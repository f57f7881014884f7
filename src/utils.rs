//! Utility functions used across the library.

use crate::error::CryptError;
use subtle::ConstantTimeEq;

/// XORs `block_b` into `block_a` over the length of `block_a`.
///
/// Used by the CBC chaining step and the CTR keystream step. Callers pass
/// equal-length block slices; `block_b` must be at least as long as `block_a`.
#[inline(always)]
pub fn xor_in_place(block_a: &mut [u8], block_b: &[u8]) {
    for (a, b) in block_a.iter_mut().zip(block_b) {
        *a ^= b;
    }
}

/// Compares two tags in constant time over their full length.
///
/// Lengths are public, so a length mismatch returns `false` immediately.
#[inline]
pub fn tags_match(computed: &[u8], received: &[u8]) -> bool {
    computed.len() == received.len() && bool::from(computed.ct_eq(received))
}

/// Rejects an output buffer smaller than `required` bytes.
#[inline]
pub fn ensure_output_len(out: &[u8], required: usize, op: &str) -> Result<(), CryptError> {
    if out.len() < required {
        return Err(CryptError::Crypto(format!(
            "{op}: output buffer too small ({} < {required})",
            out.len()
        )));
    }
    Ok(())
}

/// Rounds `len` down to a whole number of `block_size` blocks.
#[inline(always)]
pub const fn align_down(len: usize, block_size: usize) -> usize {
    len - len % block_size
}

/// Rounds `len` up to a whole number of `block_size` blocks.
#[inline(always)]
pub const fn align_up(len: usize, block_size: usize) -> usize {
    len.div_ceil(block_size) * block_size
}
//! src/scheme/algorithm.rs
//! Composite scheme descriptors and the persisted scheme bundle

use crate::aliases::{Iv16, MacKey32};
use crate::consts::{
    AES128_CBC_HMACSHA256_SYMPAD, AES128_CTR_HMACSHA256_SYMPAD, SCHEME_IV_SIZE,
    SCHEME_MAC_KEY_SIZE,
};
use crate::crypto::cipher::CipherAlgorithm;
use crate::crypto::rng::SecureRandomExt;
use crate::error::CryptError;
use crate::keys::{KeyMetadata, SymmetricKey};
use crate::scheme::session::{Aes128HmacSha256Session, ChainMode, EncryptThenMac};
use std::fmt;
use std::str::FromStr;

/// The fixed set of encrypt-then-MAC constructions.
#[derive(Debug, Clone, Copy, PartialEq, Eq, Hash)]
pub enum SchemeAlgorithm {
    Aes128CbcHmacSha256Sympad,
    Aes128CtrHmacSha256Sympad,
}

impl SchemeAlgorithm {
    pub const fn name(self) -> &'static str {
        match self {
            SchemeAlgorithm::Aes128CbcHmacSha256Sympad => AES128_CBC_HMACSHA256_SYMPAD,
            SchemeAlgorithm::Aes128CtrHmacSha256Sympad => AES128_CTR_HMACSHA256_SYMPAD,
        }
    }

    pub const fn mode(self) -> ChainMode {
        match self {
            SchemeAlgorithm::Aes128CbcHmacSha256Sympad => ChainMode::Cbc,
            SchemeAlgorithm::Aes128CtrHmacSha256Sympad => ChainMode::Ctr,
        }
    }

    /// Padding actually applied on the wire. CTR carries the `sympad` name
    /// but never pads.
    pub const fn pad(self) -> &'static str {
        match self.mode() {
            ChainMode::Cbc => "sympad",
            ChainMode::Ctr => "none",
        }
    }

    pub const fn cipher(self) -> CipherAlgorithm {
        CipherAlgorithm::AES_128
    }
}

impl fmt::Display for SchemeAlgorithm {
    fn fmt(&self, f: &mut fmt::Formatter<'_>) -> fmt::Result {
        f.write_str(self.name())
    }
}

impl FromStr for SchemeAlgorithm {
    type Err = CryptError;

    fn from_str(name: &str) -> Result<Self, Self::Err> {
        match name {
            AES128_CBC_HMACSHA256_SYMPAD => Ok(SchemeAlgorithm::Aes128CbcHmacSha256Sympad),
            AES128_CTR_HMACSHA256_SYMPAD => Ok(SchemeAlgorithm::Aes128CtrHmacSha256Sympad),
            other => Err(CryptError::Init(format!("unsupported scheme '{other}'"))),
        }
    }
}

/// Everything one encrypt or decrypt session needs: algorithm, independent
/// encryption and MAC keys, IV, and an optional message id.
///
/// Immutable once built. Every session spawned from one scheme uses the same
/// IV, so a scheme must not encrypt two different messages.
pub struct EncryptionScheme {
    algorithm: SchemeAlgorithm,
    name: String,
    key: SymmetricKey,
    mac_key: MacKey32,
    iv: Iv16,
    message_id: Option<String>,
}

impl EncryptionScheme {
    /// Bundle supplied material. Lengths are checked here so that sessions
    /// spawned later cannot fail on them.
    pub fn make_scheme(
        algorithm: SchemeAlgorithm,
        name: impl Into<String>,
        key: SymmetricKey,
        mac_key: &[u8],
        iv: &[u8],
        message_id: Option<String>,
    ) -> Result<Self, CryptError> {
        if key.algorithm() != algorithm.cipher() {
            return Err(CryptError::Init(format!(
                "{algorithm} needs an {} key, got {}",
                algorithm.cipher(),
                key.algorithm()
            )));
        }
        let mac_key: [u8; SCHEME_MAC_KEY_SIZE] = mac_key.try_into().map_err(|_| {
            CryptError::Init(format!(
                "MAC key must be {SCHEME_MAC_KEY_SIZE} bytes, got {}",
                mac_key.len()
            ))
        })?;
        let iv: [u8; SCHEME_IV_SIZE] = iv.try_into().map_err(|_| {
            CryptError::Init(format!(
                "IV must be {SCHEME_IV_SIZE} bytes, got {}",
                iv.len()
            ))
        })?;
        Ok(Self {
            algorithm,
            name: name.into(),
            key,
            mac_key: MacKey32::new(mac_key),
            iv: Iv16::new(iv),
            message_id,
        })
    }

    /// Fresh random encryption key, MAC key and IV, drawn independently.
    pub fn generate_scheme(
        algorithm: SchemeAlgorithm,
        name: impl Into<String>,
    ) -> Result<Self, CryptError> {
        let name = name.into();
        let key = SymmetricKey::generate(
            algorithm.cipher(),
            KeyMetadata::new()
                .with_name(format!("{name}-key"))
                .with_purpose("scheme-encryption"),
        )?;
        let mac_key = MacKey32::random()?;
        let iv = Iv16::random()?;
        tracing::debug!(%algorithm, %name, "generated encryption scheme");
        Ok(Self {
            algorithm,
            name,
            key,
            mac_key,
            iv,
            message_id: None,
        })
    }

    pub fn algorithm(&self) -> SchemeAlgorithm {
        self.algorithm
    }

    pub fn name(&self) -> &str {
        &self.name
    }

    pub fn key(&self) -> &SymmetricKey {
        &self.key
    }

    pub fn mac_key(&self) -> &MacKey32 {
        &self.mac_key
    }

    pub fn iv(&self) -> &Iv16 {
        &self.iv
    }

    pub fn message_id(&self) -> Option<&str> {
        self.message_id.as_deref()
    }

    /// Same keys, different IV. For encrypting a further message under
    /// one key set.
    pub fn with_iv(&self, iv: &Iv16) -> Self {
        Self {
            algorithm: self.algorithm,
            name: self.name.clone(),
            key: self.key.duplicate(),
            mac_key: MacKey32::new(*self.mac_key.expose_secret()),
            iv: Iv16::new(*iv.expose_secret()),
            message_id: self.message_id.clone(),
        }
    }

    /// A session keyed for encryption.
    pub fn encryptor(&self) -> Result<Aes128HmacSha256Session, CryptError> {
        let mut session = EncryptThenMac::new(self.algorithm.mode());
        session.init_enc(
            self.key.expose_key(),
            self.mac_key.expose_secret(),
            self.iv.expose_secret(),
        )?;
        Ok(session)
    }

    /// A session keyed for decryption.
    pub fn decryptor(&self) -> Result<Aes128HmacSha256Session, CryptError> {
        let mut session = EncryptThenMac::new(self.algorithm.mode());
        session.init_dec(
            self.key.expose_key(),
            self.mac_key.expose_secret(),
            self.iv.expose_secret(),
        )?;
        Ok(session)
    }
}

impl fmt::Debug for EncryptionScheme {
    fn fmt(&self, f: &mut fmt::Formatter<'_>) -> fmt::Result {
        f.debug_struct("EncryptionScheme")
            .field("algorithm", &self.algorithm)
            .field("name", &self.name)
            .field("key", &self.key)
            .field("message_id", &self.message_id)
            .finish_non_exhaustive()
    }
}

#[cfg(test)]
mod tests {
    use super::*;

    #[test]
    fn names_roundtrip() {
        for alg in [
            SchemeAlgorithm::Aes128CbcHmacSha256Sympad,
            SchemeAlgorithm::Aes128CtrHmacSha256Sympad,
        ] {
            assert_eq!(alg.name().parse::<SchemeAlgorithm>().unwrap(), alg);
        }
        assert!("aes256-gcm".parse::<SchemeAlgorithm>().is_err());
    }

    #[test]
    fn generated_material_is_independent() {
        let scheme =
            EncryptionScheme::generate_scheme(SchemeAlgorithm::Aes128CbcHmacSha256Sympad, "s")
                .unwrap();
        assert_eq!(scheme.key().expose_key().len(), 16);
        assert_ne!(
            &scheme.mac_key().expose_secret()[..16],
            scheme.key().expose_key()
        );
    }

    #[test]
    fn make_scheme_validates_material() {
        let key = || {
            SymmetricKey::from_bytes(CipherAlgorithm::AES_128, &[1; 16], KeyMetadata::new())
                .unwrap()
        };
        let alg = SchemeAlgorithm::Aes128CtrHmacSha256Sympad;
        assert!(EncryptionScheme::make_scheme(alg, "ok", key(), &[2; 32], &[3; 16], None).is_ok());
        for (mac, iv, desc) in [(&[2u8; 31][..], &[3u8; 16][..], "mac"), (&[2; 32][..], &[3; 8][..], "iv")] {
            let err = EncryptionScheme::make_scheme(alg, "bad", key(), mac, iv, None).unwrap_err();
            assert!(matches!(err, CryptError::Init(_)), "{desc}");
        }
        let twofish =
            SymmetricKey::from_bytes(CipherAlgorithm::TWOFISH_128, &[1; 16], KeyMetadata::new())
                .unwrap();
        assert!(matches!(
            EncryptionScheme::make_scheme(alg, "tf", twofish, &[2; 32], &[3; 16], None),
            Err(CryptError::Init(_))
        ));
    }

    #[test]
    fn debug_hides_secrets() {
        let scheme =
            EncryptionScheme::generate_scheme(SchemeAlgorithm::Aes128CtrHmacSha256Sympad, "dbg")
                .unwrap();
        let shown = format!("{scheme:?}");
        assert!(shown.contains("dbg"));
        assert!(!shown.contains("mac_key"));
    }
}
//! src/stream/driver.rs
//! Cipher-only streaming with `sympad` framing
//!
//! Each block goes through the port on its own (no chaining). This is the
//! unauthenticated path used for raw-key file encryption.

use crate::aliases::Block16;
use crate::config::StreamOptions;
use crate::consts::MAX_BLOCK_SIZE;
use crate::crypto::cipher::BlockCipher;
use crate::error::CryptError;
use crate::padding::{pad_final, unpad_final};
use crate::stream::cursor::{chunk_capacity, StreamCursor};
use crate::stream::source::ByteSource;
use std::io::Write;

/// What one driver call did.
#[derive(Debug, Clone, Copy, PartialEq, Eq)]
pub struct StreamSummary {
    /// Bytes pulled from the source.
    pub consumed: u64,
    /// Bytes pushed to the sink.
    pub produced: u64,
    /// Tag result for authenticated decrypts; `None` everywhere else.
    pub message_valid: Option<bool>,
}

/// Encrypt `source` into `sink`, padding the tail.
///
/// Output length is always [`padded_len`](crate::padding::padded_len) of the
/// input; an empty source yields exactly one pad block.
pub fn encrypt_stream<C, S, W>(
    cipher: &mut C,
    mut source: S,
    mut sink: W,
    options: &StreamOptions,
) -> Result<StreamSummary, CryptError>
where
    C: BlockCipher + ?Sized,
    S: ByteSource,
    W: Write,
{
    let bs = checked_block_size(cipher)?;
    let transfer = options.transfer_size();
    let total = source.bytes_remaining();
    let mut cursor = StreamCursor::new(total);
    let mut buf = vec![0u8; chunk_capacity(total, transfer, 0, bs)?];
    let mut produced = 0u64;

    loop {
        let plan = cursor.plan(transfer, 0, bs)?;
        let chunk = &mut buf[..plan.len];
        source.read_exact(chunk)?;
        cursor.advance(plan)?;

        if plan.is_final {
            let mut last = Block16::new([0u8; 16]);
            let n = pad_final(chunk, bs, last.expose_secret_mut())?;
            cipher.encrypt_block(&mut last.expose_secret_mut()[..n])?;
            sink.write_all(&last.expose_secret()[..n])?;
            produced += n as u64;
            break;
        }

        for block in chunk.chunks_exact_mut(bs) {
            cipher.encrypt_block(block)?;
        }
        sink.write_all(chunk)?;
        produced += plan.len as u64;
    }

    sink.flush()?;
    buf.fill(0);
    Ok(StreamSummary {
        consumed: cursor.consumed(),
        produced,
        message_valid: None,
    })
}

/// Decrypt `source` into `sink`, stripping the pad from the last block.
///
/// The ciphertext must be a positive multiple of the block size, and the last
/// block must carry the `0x80` marker; both failures are [`CryptError::Framing`].
/// Plaintext before the last block has already reached the sink when a
/// framing error is raised.
pub fn decrypt_stream<C, S, W>(
    cipher: &mut C,
    mut source: S,
    mut sink: W,
    options: &StreamOptions,
) -> Result<StreamSummary, CryptError>
where
    C: BlockCipher + ?Sized,
    S: ByteSource,
    W: Write,
{
    let bs = checked_block_size(cipher)?;
    let total = source.bytes_remaining();
    if total == 0 || total % bs as u64 != 0 {
        return Err(CryptError::Framing(format!(
            "ciphertext length {total} is not a positive multiple of {bs}"
        )));
    }

    let transfer = options.transfer_size();
    let mut cursor = StreamCursor::new(total);
    let mut buf = vec![0u8; chunk_capacity(total, transfer, bs, bs)?];
    let mut produced = 0u64;

    loop {
        // reserve one block so the padded block is always read last and alone
        let plan = cursor.plan(transfer, bs, bs)?;
        let chunk = &mut buf[..plan.len];
        source.read_exact(chunk)?;
        cursor.advance(plan)?;

        for block in chunk.chunks_exact_mut(bs) {
            cipher.decrypt_block(block)?;
        }

        if plan.is_final {
            let keep = unpad_final(chunk)?;
            sink.write_all(&chunk[..keep])?;
            produced += keep as u64;
            break;
        }

        sink.write_all(chunk)?;
        produced += plan.len as u64;
    }

    sink.flush()?;
    buf.fill(0);
    Ok(StreamSummary {
        consumed: cursor.consumed(),
        produced,
        message_valid: None,
    })
}

fn checked_block_size<C: BlockCipher + ?Sized>(cipher: &C) -> Result<usize, CryptError> {
    match cipher.block_size() {
        0 => Err(CryptError::Init("cipher reports a zero block size".into())),
        bs if bs > MAX_BLOCK_SIZE => Err(CryptError::Init(format!(
            "block size {bs} exceeds {MAX_BLOCK_SIZE}"
        ))),
        bs => Ok(bs),
    }
}
//! src/padding.rs
//! `sympad` framing: a `0x80` marker right after the last plaintext byte,
//! then zeros up to the block boundary.
//!
//! Padding is always present. Plaintext that already ends on a block boundary
//! gets one whole extra block (`80 00 .. 00`).

use crate::consts::PAD_MARKER;
use crate::error::CryptError;
use crate::utils::align_up;

/// Length of `plain_len` bytes after padding: `(n / B + 1) * B`.
#[inline(always)]
pub const fn padded_len(plain_len: usize, block_size: usize) -> usize {
    align_up(plain_len + 1, block_size)
}

/// Pad the final plaintext `tail` into `out`, returning the padded length.
///
/// `out` must hold [`padded_len`]`(tail.len(), block_size)` bytes.
pub fn pad_final(tail: &[u8], block_size: usize, out: &mut [u8]) -> Result<usize, CryptError> {
    let total = padded_len(tail.len(), block_size);
    if out.len() < total {
        return Err(CryptError::Crypto(format!(
            "pad: output buffer too small ({} < {total})",
            out.len()
        )));
    }
    out[..tail.len()].copy_from_slice(tail);
    out[tail.len()] = PAD_MARKER;
    out[tail.len() + 1..total].fill(0);
    Ok(total)
}

/// Find the plaintext length inside the final decrypted block.
///
/// Scans from the end for the first non-zero byte, which must be the marker.
/// Returns the count of plaintext bytes that precede it.
pub fn unpad_final(last_block: &[u8]) -> Result<usize, CryptError> {
    match last_block.iter().rposition(|&b| b != 0) {
        Some(pos) if last_block[pos] == PAD_MARKER => Ok(pos),
        Some(pos) => Err(CryptError::Framing(format!(
            "padding marker missing (found 0x{:02x})",
            last_block[pos]
        ))),
        None => Err(CryptError::Framing("final block is all zero".into())),
    }
}
//! src/scheme/authenticated.rs
//! Authenticated stream drivers that feed a session chunk by chunk
//!
//! The cursor plans every read with the session's `minimum_final_*_in`
//! reserve, so the terminal call always sees the last block and the whole tag.

use crate::config::{StreamOptions, VerifyPolicy};
use crate::crypto::cipher::BlockCipher;
use crate::crypto::mac::MacPort;
use crate::error::CryptError;
use crate::scheme::algorithm::EncryptionScheme;
use crate::scheme::session::{EncryptThenMac, SessionState};
use crate::stream::cursor::{chunk_capacity, output_capacity, StreamCursor};
use crate::stream::driver::StreamSummary;
use crate::stream::source::ByteSource;
use std::io::Write;

/// Encrypt all of `source` with an `Encrypting` session, tag appended.
pub fn encrypt_with_session<C, M, S, W>(
    session: &mut EncryptThenMac<C, M>,
    mut source: S,
    mut sink: W,
    options: &StreamOptions,
) -> Result<StreamSummary, CryptError>
where
    C: BlockCipher,
    M: MacPort,
    S: ByteSource,
    W: Write,
{
    if session.state() != SessionState::Encrypting {
        return Err(CryptError::State(format!(
            "encrypt driver needs an encrypting session, got {:?}",
            session.state()
        )));
    }
    let bs = session.block_size();
    let reserve = session.minimum_final_encrypt_in();
    let transfer = options.transfer_size();
    let total = source.bytes_remaining();
    let capacity = chunk_capacity(total, transfer, reserve, bs)?;

    let mut cursor = StreamCursor::new(total);
    let mut input = vec![0u8; capacity];
    let mut output = vec![0u8; output_capacity(capacity, bs + session.tag_size())?];
    let mut produced = 0u64;

    loop {
        let plan = cursor.plan(transfer, reserve, bs)?;
        let chunk = &mut input[..plan.len];
        source.read_exact(chunk)?;
        cursor.advance(plan)?;

        let n = if plan.is_final {
            session.final_plain_in(chunk, &mut output)?
        } else {
            session.plain_in(chunk, &mut output)?
        };
        sink.write_all(&output[..n])?;
        produced += n as u64;

        if plan.is_final {
            break;
        }
    }

    sink.flush()?;
    input.fill(0);
    Ok(StreamSummary {
        consumed: cursor.consumed(),
        produced,
        message_valid: None,
    })
}

/// Decrypt all of `source` with a `Decrypting` session.
///
/// Release of plaintext follows [`StreamOptions::policy`]:
///
/// * [`VerifyPolicy::VerifyBeforeRelease`] stages the plaintext and writes it
///   only after the tag verifies; otherwise [`CryptError::Authentication`]
///   and the sink is untouched. The staging buffer holds the entire
///   plaintext, so memory use is proportional to the message.
/// * [`VerifyPolicy::LegacyReleaseUnverified`] writes as it goes and reports
///   the outcome in [`StreamSummary::message_valid`].
///
/// Under either policy a padding failure on a message whose tag did not
/// verify is reported as [`CryptError::Authentication`].
pub fn decrypt_with_session<C, M, S, W>(
    session: &mut EncryptThenMac<C, M>,
    mut source: S,
    mut sink: W,
    options: &StreamOptions,
) -> Result<StreamSummary, CryptError>
where
    C: BlockCipher,
    M: MacPort,
    S: ByteSource,
    W: Write,
{
    if session.state() != SessionState::Decrypting {
        return Err(CryptError::State(format!(
            "decrypt driver needs a decrypting session, got {:?}",
            session.state()
        )));
    }
    let bs = session.block_size();
    let reserve = session.minimum_final_decrypt_in();
    let transfer = options.transfer_size();
    let total = source.bytes_remaining();
    let capacity = chunk_capacity(total, transfer, reserve, bs)?;
    let policy = options.policy();

    let mut cursor = StreamCursor::new(total);
    let mut input = vec![0u8; capacity];
    let mut output = vec![0u8; output_capacity(capacity, bs)?];
    let mut staged = Vec::new();
    let mut produced = 0u64;

    let mut release = |plain: &[u8], sink: &mut W| -> Result<(), CryptError> {
        match policy {
            VerifyPolicy::VerifyBeforeRelease => staged.extend_from_slice(plain),
            VerifyPolicy::LegacyReleaseUnverified => sink.write_all(plain)?,
        }
        Ok(())
    };

    loop {
        let plan = cursor.plan(transfer, reserve, bs)?;
        let chunk = &mut input[..plan.len];
        source.read_exact(chunk)?;
        cursor.advance(plan)?;

        if !plan.is_final {
            let n = session.cipher_in(chunk, &mut output)?;
            release(&output[..n], &mut sink)?;
            produced += n as u64;
            continue;
        }

        match session.final_cipher_in(chunk, &mut output) {
            Ok(n) => {
                release(&output[..n], &mut sink)?;
                produced += n as u64;
            }
            Err(CryptError::Framing(msg))
                if session.state() == SessionState::Finalized && !session.message_valid() =>
            {
                return Err(CryptError::Authentication(format!(
                    "tag mismatch (padding also invalid: {msg})"
                )));
            }
            Err(e) => return Err(e),
        }
        break;
    }
    output.fill(0);
    input.fill(0);

    let valid = session.message_valid();
    match policy {
        VerifyPolicy::VerifyBeforeRelease => {
            if !valid {
                staged.fill(0);
                return Err(CryptError::Authentication(
                    "authentication tag mismatch".into(),
                ));
            }
            sink.write_all(&staged)?;
            staged.fill(0);
        }
        VerifyPolicy::LegacyReleaseUnverified => {
            if !valid {
                tracing::warn!(
                    bytes = produced,
                    "authentication tag mismatch; plaintext was released unverified"
                );
            }
        }
    }

    sink.flush()?;
    Ok(StreamSummary {
        consumed: cursor.consumed(),
        produced,
        message_valid: Some(valid),
    })
}

/// Encrypt `source` under `scheme` with a fresh session.
pub fn encrypt_with_scheme<S: ByteSource, W: Write>(
    scheme: &EncryptionScheme,
    source: S,
    sink: W,
    options: &StreamOptions,
) -> Result<StreamSummary, CryptError> {
    let mut session = scheme.encryptor()?;
    encrypt_with_session(&mut session, source, sink, options)
}

/// Decrypt `source` under `scheme` with a fresh session.
pub fn decrypt_with_scheme<S: ByteSource, W: Write>(
    scheme: &EncryptionScheme,
    source: S,
    sink: W,
    options: &StreamOptions,
) -> Result<StreamSummary, CryptError> {
    let mut session = scheme.decryptor()?;
    decrypt_with_session(&mut session, source, sink, options)
}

-------

> [What you are asked to do] Search the entries for "tracing" and show every line that has it.

> [Completed task]
        tracing::debug!(%algorithm, %name, "generated encryption scheme");
                tracing::warn!(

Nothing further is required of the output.